Un ser humano tiene un interior biográfico infinito: recuerdos presentes, recuerdos latentes y olvidados, proyectos, silencios, dudas, amores, deseos, rencores, sueños, secretos, dolores, alegrías… todo eso está dentro de una persona. En el momento que habla, consciente o inconscientemente, ese interior entra en juego. Comunicar es justamente poner en diálogo toda esa interioridad que construimos en compañía y en soledad. El error de los sinceros es presumir de elegir un camino verdadero y franco cuando lo que hacen no es más que seleccionar una manera de decir, manera que está lejos de ser la más válida. Y ello por la segunda razón que es política.

Los seres humanos vivimos en comunidad, es la única opción. No existe registro histórico de siquiera un ser humano a lo largo de toda la historia que haya podido desarrollarse solo. Desde el alimento a la adquisición del lenguaje dependemos, siempre, de otros. Esta dependencia es muy paradójica. De un lado sólo gracias a ella puedo uno desarrollarse pero a su vez es ella quien limita nuestro desarrollo individual. Para ser necesito de otros seres pero esos seres limitan mi ser. Esta sentencia filosófica, aparentemente abstracta, se aplica a una reunión de vecinos de un edificio, a un evento familiar, a un salón de clase, a los compañeros de trabajo o a una sociedad entera.

Los sinceros son lo que han olvidado esta dimensión política y se preocupan más de decir un pensamiento que se les pasó por la mente que del efecto que eso puede generar en quien lo escucha. Y ese error se paga caro: una sociedad plagada de sinceros es una sociedad que no se preocupa por el otro sino sólo por decirle al otro lo primero que tiene en mente.

La auténtica virtud es la honestidad. La persona honesta es aquella que se esfuerza por decir aquello que considera más justo para consigo mismo y para con quien tiene enfrente. El honesto sabe que es absurdo decir "te digo lo que pienso" porque son muchas las cosas que se piensan y no se dicen y muchas las que se dicen sin pensar. Lo importante no es jactarse de ser veraz sino preocuparse de que sirva para algo lo que le decimos a alguien.

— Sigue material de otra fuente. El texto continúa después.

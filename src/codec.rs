// This Source Code Form is subject to the terms of the Mozilla Public
// License, v. 2.0. If a copy of the MPL was not distributed with this
// file, You can obtain one at https://mozilla.org/MPL/2.0/.

//! Decompression of metadata and data blocks.
//!
//! Only zlib is implemented; the other five algorithms the on-disk
//! format allows for (lzo, lz4, xz, lzma, zstd) are recognized at the
//! superblock level but rejected with [`Error::Unsupported`] the first
//! time a compressed block actually needs decoding.

use crate::error::{Error, Result};
use miniz_oxide::inflate::core::inflate_flags::TINFL_FLAG_PARSE_ZLIB_HEADER;
use miniz_oxide::inflate::core::{decompress, DecompressorOxide};
use miniz_oxide::inflate::TINFLStatus;

/// The compression algorithm recorded in the superblock.
#[derive(Debug, Clone, Copy, PartialEq, Eq)]
pub enum Compression {
    Gzip,
    Lzma,
    Lzo,
    Xz,
    Lz4,
    Zstd,
}

impl Compression {
    pub fn from_id(id: u16) -> Result<Compression> {
        Ok(match id {
            1 => Compression::Gzip,
            2 => Compression::Lzma,
            3 => Compression::Lzo,
            4 => Compression::Xz,
            5 => Compression::Lz4,
            6 => Compression::Zstd,
            _ => return Err(Error::CorruptImage("unknown compression id")),
        })
    }

    pub fn name(self) -> &'static str {
        match self {
            Compression::Gzip => "gzip",
            Compression::Lzma => "lzma",
            Compression::Lzo => "lzo",
            Compression::Xz => "xz",
            Compression::Lz4 => "lz4",
            Compression::Zstd => "zstd",
        }
    }
}

/// Inflates `input` (a zlib stream) into `out`, which is a capacity
/// bound, not an exact-size requirement. Returns the number of bytes
/// actually produced. Errors if the stream is malformed, doesn't
/// consume all of `input`, or would overflow `out`.
pub fn inflate_zlib(input: &[u8], out: &mut [u8]) -> Result<usize> {
    let mut decomp = DecompressorOxide::new();
    let (status, in_consumed, out_consumed) =
        decompress(&mut decomp, input, out, 0, TINFL_FLAG_PARSE_ZLIB_HEADER);

    match status {
        TINFLStatus::Done => {}
        _ => return Err(Error::CorruptImage("zlib stream decode failed")),
    }
    if in_consumed != input.len() {
        return Err(Error::CorruptImage("zlib stream length mismatch"));
    }
    Ok(out_consumed)
}

/// Decompresses one block according to `compression` into `out`, a
/// capacity bound. `compressed` selects whether `input` needs
/// inflating at all (a block can be stored verbatim when compression
/// would not have shrunk it). Returns the number of bytes produced.
pub fn decompress_block(
    compression: Compression,
    compressed: bool,
    input: &[u8],
    out: &mut [u8],
) -> Result<usize> {
    if !compressed {
        if input.len() > out.len() {
            return Err(Error::CorruptImage("uncompressed block exceeds capacity"));
        }
        out[..input.len()].copy_from_slice(input);
        return Ok(input.len());
    }
    match compression {
        Compression::Gzip => inflate_zlib(input, out),
        other => Err(Error::Unsupported(other.name())),
    }
}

Probablemente por buscar esta prudencia, las personas honestas suelen ser más silenciosas que las sinceras. Saben que muchas cosas que se piensan es mejor no decirlas, preferible dejarlas pasar. Mejor para todos.

También el verano es una ocasión ideal para entrenarse en la virtud de la honestidad. Uno tiene más tiempo para pensar y eso es una oportunidad para comprender el laberinto interior y para, al momento de abrir la boca, se puedan elegir las palabras justas.